S-adenosylmethionine (SAM) is an important nucleoside that serves as an activated group donor in a broad array of metabolic and biosynthetic reactions, including methylations, propylamine group transfer in polyamine synthesis, and SAM radical-mediated vitamin synthesis. The majority of cellular SAM is used in methylation of macromolecules of prokaryotes and eukaryotes, yielding S-adenosylhomocysteine (SAH) as a product. SAM involvement in synthesis of polyamine and acylhomoserine lactones results in the production of 5′-methylthioadenosine (MTA). In vitro studies have shown that thionucleoside excess inhibits mammalian and bacterial methyltransferase and polyamine synthase activities. Therefore, inhibition of MTA/SAH nucleosidase activity is predicted to cause an accumulation of MTA and SAH within bacterial cells and lead to inhibition of methylase and polyamine synthase activities that are growth inhibitory (Beeston & Surette, 2002). In a recent study, the intracellular concentrations of SAM and SAH in the wild-type E. coli strain MG1655 (OD600=1.62±0.16) were determined to be 0.4mM, and 1.3μM, respectively (Halliday et al., 2010). A deletion of MTA/SAH nucleosidase in this strain caused an intracellular accumulation of SAH to levels that were approximately 50-fold greater than those found in the wild-type bacteria. These levels would be sufficient to inhibit a variety of bacterial methyltransferases in vitro (Reich & Mashhoon, 1991, Reich & Mashhoon, 1990, Simms & Subbaramaiah, 1991). In mammalian cells, buildup of MTA and SAH can affect cAMP metabolism, endothelial expression of adhesin molecules and cytokine secretion (Riscoe et al., 1984, Cerri et al., 1993). Therefore, breakdown of MTA and SAH is critical for the regulation of cellular processes in bacteria as well as in mammals, and these thionucleosides are quickly catabolized so that levels are typically maintained at submicromolar concentrations inside cells. In spite of this, the importance of MTA/SAH nucleosidase (EC 3.2.2.9) remains generally underappreciated. Only recently, it has been reported that the enzyme also catabolizes 5′ deoxyadenosine (5′dADO), the product of SAM radical reactions, suggesting that it is in fact a tri-substrate specific nucleosidase, broadly involved in bacterial metabolism (Choi-Rhee & Cronan, 2005, Challand et al., 2009, Challand et al., 2010). The crucial roles of this enzyme in bacterial metabolism are reviewed here.

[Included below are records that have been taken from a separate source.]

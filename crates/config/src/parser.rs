use crate::*;
use anyhow::{Context, Result};
use rust_decimal_macros::dec;
use std::fs;
use std::path::Path;
use tracing::{debug, info, instrument};

#[instrument(skip(path))]
pub fn load_config<P: AsRef<Path>>(path: P) -> Result<MasterConfig> {
    let path = path.as_ref();
    info!("Loading configuration from: {:?}", path);

    let content = fs::read_to_string(path)
        .with_context(|| format!("Failed to read config file: {:?}", path))?;

    debug!("Config file content length: {} bytes", content.len());

    parse_config(&content)
}

/// Parse a YAML document after environment variable substitution
pub fn parse_config(content: &str) -> Result<MasterConfig> {
    let substituted = substitution::substitute_env_vars(content)?;
    debug!("Environment variable substitution completed");

    let config: MasterConfig = serde_yaml::from_str(&substituted)
        .with_context(|| "Failed to parse YAML configuration")?;

    info!(ledger = %config.ledger.name, "Configuration loaded successfully");
    Ok(config)
}

#[instrument]
pub fn generate_default_config() -> MasterConfig {
    use defaults::*;

    MasterConfig {
        ledger: LedgerConfig {
            name: "Brokerage Ledger".to_string(),
            description: "Back-office order matching and settlement".to_string(),
            version: "1.0.0".to_string(),
        },
        trading: TradingConfig::default(),
        storage: StorageConfig {
            backend: StorageBackend::Memory,
            postgres: Some(PostgresConfig {
                url: "${DATABASE_URL}".to_string(),
                max_connections: default_max_connections(),
            }),
        },
        scheduler: SchedulerConfig::default(),
        market: MarketConfig {
            instruments: vec![
                InstrumentSeed {
                    symbol: "A17U".to_string(),
                    last_price: dec!(3.28),
                    liquidity: Some(LiquiditySeed {
                        bid: dec!(3.26),
                        ask: dec!(3.30),
                        quantity: 20000,
                    }),
                },
                InstrumentSeed {
                    symbol: "D05".to_string(),
                    last_price: dec!(28.50),
                    liquidity: Some(LiquiditySeed {
                        bid: dec!(28.45),
                        ask: dec!(28.55),
                        quantity: 20000,
                    }),
                },
                InstrumentSeed {
                    symbol: "Z74".to_string(),
                    last_price: dec!(2.35),
                    liquidity: None,
                },
            ],
        },
        observability: ObservabilityConfig {
            log_format: default_log_format(),
            log_filter: default_log_filter(),
            metrics_port: Some(9090),
        },
    }
}

#[instrument]
pub fn save_config<P: AsRef<Path> + std::fmt::Debug>(config: &MasterConfig, path: P) -> Result<()> {
    let path = path.as_ref();
    info!("Saving configuration to: {:?}", path);

    let yaml = serde_yaml::to_string(config)
        .with_context(|| "Failed to serialize configuration to YAML")?;

    fs::write(path, yaml)
        .with_context(|| format!("Failed to write config file: {:?}", path))?;

    info!("Configuration saved successfully");
    Ok(())
}

#[cfg(test)]
mod tests {
    use super::*;

    #[test]
    fn test_default_config_survives_yaml() {
        let config = generate_default_config();
        let yaml = serde_yaml::to_string(&config).unwrap();
        let parsed: MasterConfig = serde_yaml::from_str(&yaml).unwrap();

        assert_eq!(parsed.ledger.name, config.ledger.name);
        assert_eq!(parsed.market.instruments.len(), 3);
        assert_eq!(parsed.market.instruments[1].last_price, dec!(28.50));
    }

    #[test]
    fn test_save_and_load() {
        let path = std::env::temp_dir().join(format!("ledger-config-{}.yaml", std::process::id()));
        let mut config = generate_default_config();
        // Avoid depending on DATABASE_URL being set in the test environment
        config.storage.postgres = None;

        save_config(&config, &path).unwrap();
        let loaded = load_config(&path).unwrap();
        fs::remove_file(&path).unwrap();

        assert_eq!(loaded.trading.session_open, "09:00");
        assert_eq!(loaded.observability.metrics_port, Some(9090));
    }

    #[test]
    fn test_missing_file_is_an_error() {
        let err = load_config("/definitely/not/here.yaml").unwrap_err();
        assert!(err.to_string().contains("Failed to read config file"));
    }
}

Previous studies examined the presence of MTA/SAH nucleosidase and SAH hydrolase (EC 3.3.1.1) among bacterial species with completely sequenced genomes (Sun et al., 2004, Winzer et al., 2002a). Sun and coworkers showed that 51 of 138 bacterial species possess cytoplasmic MTA/SAH nucleosidase, 60 possess SAH hydrolase, while only a few possess both enzymes. Approximately 20% of the examined bacterial species lack both enzymes, but these are primarily symbionts and intracellular pathogens that probably rely on host enzymes for MTA, SAH and 5′dADO catabolism (Sun et al., 2004, Winzer et al., 2002a). Borrelia burgdorferi is the only known species of bacteria to possess three homologs of MTA/SAH nucleosidase, two of which are exported (Fraser et al., 1997, Parveen & Leong, 2000, Parveen et al., 2006). In fact, Bgp, a MTA/SAH nucleosidase that also displays affinity for heparin has been shown to be present on the surface of bacteria (Parveen & Leong, 2000, Parveen et al., 2006). Furthermore, all three homologs are functional MTA/SAH nucleosidases [(Parveen et al., 2006, Cornell et al., 2009), and unpublished data], suggesting that these enzymes play a crucial role in the B. burgdorferi life cycle.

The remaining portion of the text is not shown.